* _The problem_
For this exercise, transcribe the records below without changing a word.

═══ Exercise materials

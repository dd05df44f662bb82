// Compile-time contract tests: token and struct sizes must match the engine.
// These const assertions fail at compile time if layouts drift.

use std::mem::{align_of, size_of};

use crate::api_table::InterfaceVersion;
use crate::callbacks::InitializationLevel;
use crate::error::CallError;
use crate::handles::*;
use crate::variant_type::{VariantOperator, VariantType};

const _: () = assert!(size_of::<ObjectPtr>() == 8);
const _: () = assert!(size_of::<ClassInstancePtr>() == 8);
const _: () = assert!(size_of::<MethodBindPtr>() == 8);

const _: () = assert!(size_of::<OpaqueString>() == 8);
const _: () = assert!(size_of::<OpaqueStringName>() == 8);
const _: () = assert!(size_of::<OpaqueNodePath>() == 8);
const _: () = assert!(size_of::<OpaqueArray>() == 8);
const _: () = assert!(size_of::<OpaqueDictionary>() == 8);
const _: () = assert!(size_of::<OpaqueCallable>() == 16);
const _: () = assert!(size_of::<OpaqueSignal>() == 16);
const _: () = assert!(size_of::<OpaquePackedArray>() == 16);
const _: () = assert!(size_of::<OpaqueVariant>() == 24);
const _: () = assert!(align_of::<OpaqueVariant>() == 8);

const _: () = assert!(size_of::<VariantType>() == 4);
const _: () = assert!(size_of::<VariantOperator>() == 4);
const _: () = assert!(size_of::<InitializationLevel>() == 4);
const _: () = assert!(size_of::<CallError>() == 12);
const _: () = assert!(size_of::<InterfaceVersion>() == 12);

const _: () = assert!(VariantType::PackedVector4Array as u32 == 38);
const _: () = assert!(VariantType::Object as u32 == 24);
impl Engine {
    fn new() -> Self {
        let mut engine = Engine {
            objects: HashMap::new(),
            classes: HashMap::new(),
            tags: Vec::new(),
            deferred: Vec::new(),
            destroyed: HashMap::new(),
            next_id: 1,
        };
        for (name, parent, refcounted, instantiable) in NATIVE_CLASSES {
            engine.classes.insert(
                name.to_owned(),
                ClassEntry {
                    parent: parent.map(str::to_owned),
                    refcounted,
                    instantiable,
                    extension: None,
                    properties: Vec::new(),
                    signals: Vec::new(),
                },
            );
            engine.tags.push(name.to_owned());
        }
        for name in SINGLETONS {
            let object = engine.spawn(name);
            if let Some(o) = engine.objects.get_mut(&id_of(object)) {
                o.singleton = true;
            }
        }
        engine
    }

    fn inherits(&self, class: &str, ancestor: &str) -> bool {
        let mut current = Some(class);
        for _ in 0..64 {
            let Some(name) = current else {
                return false;
            };
            if name == ancestor {
                return true;
            }
            current = self.classes.get(name).and_then(|c| c.parent.as_deref());
        }
        false
    }

    fn object_inherits(&self, id: u64, ancestor: &str) -> bool {
        self.objects
            .get(&id)
            .is_some_and(|o| self.inherits(&o.class, ancestor))
    }

    /// A native object of `class` with its engine defaults.
    fn spawn(&mut self, class: &str) -> ObjectPtr {
        let id = self.next_id;
        self.next_id += 1;
        let refcounted = self.inherits(class, "RefCounted");
        self.objects.insert(
            id,
            Obj {
                class: class.to_owned(),
                refcount: refcounted.then_some(1),
                singleton: false,
                name: String::new(),
                position: Vec3::ZERO,
                radius: 0.5,
                height: 2.0,
                image_size: (0, 0),
                meta: Vec::new(),
                connections: Vec::new(),
                attached: None,
            },
        );
        ptr_of(id)
    }
}

static ENGINE: OnceLock<Mutex<Engine>> = OnceLock::new();
static LOOKUPS: AtomicUsize = AtomicUsize::new(0);

fn engine() -> MutexGuard<'static, Engine> {
    lock_or_recover(ENGINE.get_or_init(|| Mutex::new(Engine::new())))
}

pub(super) fn ptr_of(id: u64) -> ObjectPtr {
    ObjectPtr::from_addr((id as usize) << 4)
}

pub(super) fn id_of(object: ObjectPtr) -> u64 {
    (object.to_addr() >> 4) as u64
}

pub(super) fn is_live(id: u64) -> bool {
    id != 0 && engine().objects.contains_key(&id)
}

pub(super) fn instance_id_of(object: ObjectPtr) -> u64 {
    let id = id_of(object);
    if is_live(id) { id } else { 0 }
}

pub(super) fn method_bind_lookups() -> usize {
    LOOKUPS.load(Ordering::SeqCst)
}

/// Add the reference a Variant holds on a refcounted object.
pub(super) fn retain(object: ObjectPtr) {
    unsafe { reference(object) };
}

/// Drop a Variant's reference, destroying the object at zero.
pub(super) fn release(object: ObjectPtr) {
    if unsafe { unreference(object) } {
        unsafe { destroy(object) };
    }
}

/// `<Class#id>`, or the extension's own text when it provides one.
pub(super) fn describe(object: ObjectPtr) -> String {
    let id = id_of(object);
    let found = {
        let engine = engine();
        engine.objects.get(&id).map(|o| {
            let hook = o
                .attached
                .as_ref()
                .and_then(|a| a.info.to_string_func.map(|f| (f, a.instance)));
            (o.class.clone(), hook)
        })
    };
    let Some((class, hook)) = found else {
        return "<Freed Object>".to_owned();
    };
    if let Some((to_string, instance)) = hook {
        let mut valid = false;
        let mut word = 0u64;
        unsafe { to_string(instance, &mut valid, &mut word as *mut u64 as *mut c_void) };
        if valid {
            let text = unsafe { cells::text_of(word) };
            unsafe { release_word(word) };
            return text;
        }
    }
    format!("<{class}#{id}>")
}

// ---------------------------------------------------------------------------
// ObjectApi
// ---------------------------------------------------------------------------

pub(super) unsafe extern "C" fn construct(class_name: ConstStringNamePtr) -> ObjectPtr {
    let class = unsafe { cells::text_at(class_name) };
    let info = {
        let mut engine = engine();
        let Some(entry) = engine.classes.get(&class) else {
            return ObjectPtr::NULL;
        };
        if !entry.instantiable {
            return ObjectPtr::NULL;
        }
        match entry.extension {
            Some(info) => info,
            None => return engine.spawn(&class),
        }
    };
    // Extension classes build their base object through the host.
    match info.create_instance_func {
        Some(create) => unsafe { create(info.class_userdata) },
        None => ObjectPtr::NULL,
    }
}

pub(super) unsafe extern "C" fn destroy(object: ObjectPtr) {
    let id = id_of(object);
    let attached = {
        let mut engine = engine();
        match engine.objects.get_mut(&id) {
            Some(o) => o.attached.take(),
            None => return,
        }
    };
    if let Some(a) = attached {
        if let Some(free) = a.info.free_instance_func {
            unsafe { free(a.info.class_userdata, a.instance) };
        }
    }
    let removed = {
        let mut engine = engine();
        let removed = engine.objects.remove(&id);
        if removed.is_some() {
            *engine.destroyed.entry(id).or_default() += 1;
        }
        removed
    };
    if let Some(o) = removed {
        for (_, mut value) in o.meta {
            unsafe { variant_release(&mut value) };
        }
        for c in o.connections {
            unsafe { release_word(c.callable) };
        }
    }
}

pub(super) unsafe extern "C" fn get_class_name(
    object: ObjectPtr,
    _library: LibraryPtr,
    r_class_name: UninitStringNamePtr,
) -> bool {
    let class = engine().objects.get(&id_of(object)).map(|o| o.class.clone());
    match class {
        Some(class) if !r_class_name.is_null() => {
            unsafe { ptr::write_unaligned(r_class_name as *mut u64, intern(&class)) };
            true
        }
        _ => false,
    }
}

pub(super) unsafe extern "C" fn cast_to(object: ObjectPtr, class_tag: *mut c_void) -> ObjectPtr {
    let engine = engine();
    let Some(class) = (class_tag as usize)
        .checked_sub(1)
        .and_then(|index| engine.tags.get(index))
    else {
        return ObjectPtr::NULL;
    };
    if engine.object_inherits(id_of(object), class) { object } else { ObjectPtr::NULL }
}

══════

* _Answer section_
repository dd05df44f662bb82
// Compile-time contract tests: token and struct sizes must match the engine.
// These const assertions fail at compile time if layouts drift.

use std::mem::{align_of, size_of};

use crate::api_table::InterfaceVersion;
use crate::callbacks::InitializationLevel;
use crate::error::CallError;
use crate::handles::*;
use crate::variant_type::{VariantOperator, VariantType};

const _: () = assert!(size_of::<ObjectPtr>() == 8);
const _: () = assert!(size_of::<ClassInstancePtr>() == 8);
const _: () = assert!(size_of::<MethodBindPtr>() == 8);

const _: () = assert!(size_of::<OpaqueString>() == 8);
const _: () = assert!(size_of::<OpaqueStringName>() == 8);
const _: () = assert!(size_of::<OpaqueNodePath>() == 8);
const _: () = assert!(size_of::<OpaqueArray>() == 8);
const _: () = assert!(size_of::<OpaqueDictionary>() == 8);
const _: () = assert!(size_of::<OpaqueCallable>() == 16);
const _: () = assert!(size_of::<OpaqueSignal>() == 16);
const _: () = assert!(size_of::<OpaquePackedArray>() == 16);
const _: () = assert!(size_of::<OpaqueVariant>() == 24);
const _: () = assert!(align_of::<OpaqueVariant>() == 8);

const _: () = assert!(size_of::<VariantType>() == 4);
const _: () = assert!(size_of::<VariantOperator>() == 4);
const _: () = assert!(size_of::<InitializationLevel>() == 4);
const _: () = assert!(size_of::<CallError>() == 12);
const _: () = assert!(size_of::<InterfaceVersion>() == 12);

const _: () = assert!(VariantType::PackedVector4Array as u32 == 38);
const _: () = assert!(VariantType::Object as u32 == 24);
impl Engine {
    fn new() -> Self {
        let mut engine = Engine {
            objects: HashMap::new(),
            classes: HashMap::new(),
            tags: Vec::new(),
            deferred: Vec::new(),
            destroyed: HashMap::new(),
            next_id: 1,
        };
        for (name, parent, refcounted, instantiable) in NATIVE_CLASSES {
            engine.classes.insert(
                name.to_owned(),
                ClassEntry {
                    parent: parent.map(str::to_owned),
                    refcounted,
                    instantiable,
                    extension: None,
                    properties: Vec::new(),
                    signals: Vec::new(),
                },
            );
            engine.tags.push(name.to_owned());
        }
        for name in SINGLETONS {
            let object = engine.spawn(name);
            if let Some(o) = engine.objects.get_mut(&id_of(object)) {
                o.singleton = true;
            }
        }
        engine
    }

    fn inherits(&self, class: &str, ancestor: &str) -> bool {
        let mut current = Some(class);
        for _ in 0..64 {
            let Some(name) = current else {
                return false;
            };
            if name == ancestor {
                return true;
            }
            current = self.classes.get(name).and_then(|c| c.parent.as_deref());
        }
        false
    }

    fn object_inherits(&self, id: u64, ancestor: &str) -> bool {
        self.objects
            .get(&id)
            .is_some_and(|o| self.inherits(&o.class, ancestor))
    }

    /// A native object of `class` with its engine defaults.
    fn spawn(&mut self, class: &str) -> ObjectPtr {
        let id = self.next_id;
        self.next_id += 1;
        let refcounted = self.inherits(class, "RefCounted");
        self.objects.insert(
            id,
            Obj {
                class: class.to_owned(),
                refcount: refcounted.then_some(1),
                singleton: false,
                name: String::new(),
                position: Vec3::ZERO,
                radius: 0.5,
                height: 2.0,
                image_size: (0, 0),
                meta: Vec::new(),
                connections: Vec::new(),
                attached: None,
            },
        );
        ptr_of(id)
    }
}

static ENGINE: OnceLock<Mutex<Engine>> = OnceLock::new();
static LOOKUPS: AtomicUsize = AtomicUsize::new(0);

fn engine() -> MutexGuard<'static, Engine> {
    lock_or_recover(ENGINE.get_or_init(|| Mutex::new(Engine::new())))
}

pub(super) fn ptr_of(id: u64) -> ObjectPtr {
    ObjectPtr::from_addr((id as usize) << 4)
}

pub(super) fn id_of(object: ObjectPtr) -> u64 {
    (object.to_addr() >> 4) as u64
}

pub(super) fn is_live(id: u64) -> bool {
    id != 0 && engine().objects.contains_key(&id)
}

pub(super) fn instance_id_of(object: ObjectPtr) -> u64 {
    let id = id_of(object);
    if is_live(id) { id } else { 0 }
}

pub(super) fn method_bind_lookups() -> usize {
    LOOKUPS.load(Ordering::SeqCst)
}

/// Add the reference a Variant holds on a refcounted object.
pub(super) fn retain(object: ObjectPtr) {
    unsafe { reference(object) };
}

/// Drop a Variant's reference, destroying the object at zero.
pub(super) fn release(object: ObjectPtr) {
    if unsafe { unreference(object) } {
        unsafe { destroy(object) };
    }
}

/// `<Class#id>`, or the extension's own text when it provides one.
pub(super) fn describe(object: ObjectPtr) -> String {
    let id = id_of(object);
    let found = {
        let engine = engine();
        engine.objects.get(&id).map(|o| {
            let hook = o
                .attached
                .as_ref()
                .and_then(|a| a.info.to_string_func.map(|f| (f, a.instance)));
            (o.class.clone(), hook)
        })
    };
    let Some((class, hook)) = found else {
        return "<Freed Object>".to_owned();
    };
    if let Some((to_string, instance)) = hook {
        let mut valid = false;
        let mut word = 0u64;
        unsafe { to_string(instance, &mut valid, &mut word as *mut u64 as *mut c_void) };
        if valid {
            let text = unsafe { cells::text_of(word) };
            unsafe { release_word(word) };
            return text;
        }
    }
    format!("<{class}#{id}>")
}

// ---------------------------------------------------------------------------
// ObjectApi
// ---------------------------------------------------------------------------

pub(super) unsafe extern "C" fn construct(class_name: ConstStringNamePtr) -> ObjectPtr {
    let class = unsafe { cells::text_at(class_name) };
    let info = {
        let mut engine = engine();
        let Some(entry) = engine.classes.get(&class) else {
            return ObjectPtr::NULL;
        };
        if !entry.instantiable {
            return ObjectPtr::NULL;
        }
        match entry.extension {
            Some(info) => info,
            None => return engine.spawn(&class),
        }
    };
    // Extension classes build their base object through the host.
    match info.create_instance_func {
        Some(create) => unsafe { create(info.class_userdata) },
        None => ObjectPtr::NULL,
    }
}

pub(super) unsafe extern "C" fn destroy(object: ObjectPtr) {
    let id = id_of(object);
    let attached = {
        let mut engine = engine();
        match engine.objects.get_mut(&id) {
            Some(o) => o.attached.take(),
            None => return,
        }
    };
    if let Some(a) = attached {
        if let Some(free) = a.info.free_instance_func {
            unsafe { free(a.info.class_userdata, a.instance) };
        }
    }
    let removed = {
        let mut engine = engine();
        let removed = engine.objects.remove(&id);
        if removed.is_some() {
            *engine.destroyed.entry(id).or_default() += 1;
        }
        removed
    };
    if let Some(o) = removed {
        for (_, mut value) in o.meta {
            unsafe { variant_release(&mut value) };
        }
        for c in o.connections {
            unsafe { release_word(c.callable) };
        }
    }
}

pub(super) unsafe extern "C" fn get_class_name(
    object: ObjectPtr,
    _library: LibraryPtr,
    r_class_name: UninitStringNamePtr,
) -> bool {
    let class = engine().objects.get(&id_of(object)).map(|o| o.class.clone());
    match class {
        Some(class) if !r_class_name.is_null() => {
            unsafe { ptr::write_unaligned(r_class_name as *mut u64, intern(&class)) };
            true
        }
        _ => false,
    }
}

pub(super) unsafe extern "C" fn cast_to(object: ObjectPtr, class_tag: *mut c_void) -> ObjectPtr {
    let engine = engine();
    let Some(class) = (class_tag as usize)
        .checked_sub(1)
        .and_then(|index| engine.tags.get(index))
    else {
        return ObjectPtr::NULL;
    };
    if engine.object_inherits(id_of(object), class) { object } else { ObjectPtr::NULL }
}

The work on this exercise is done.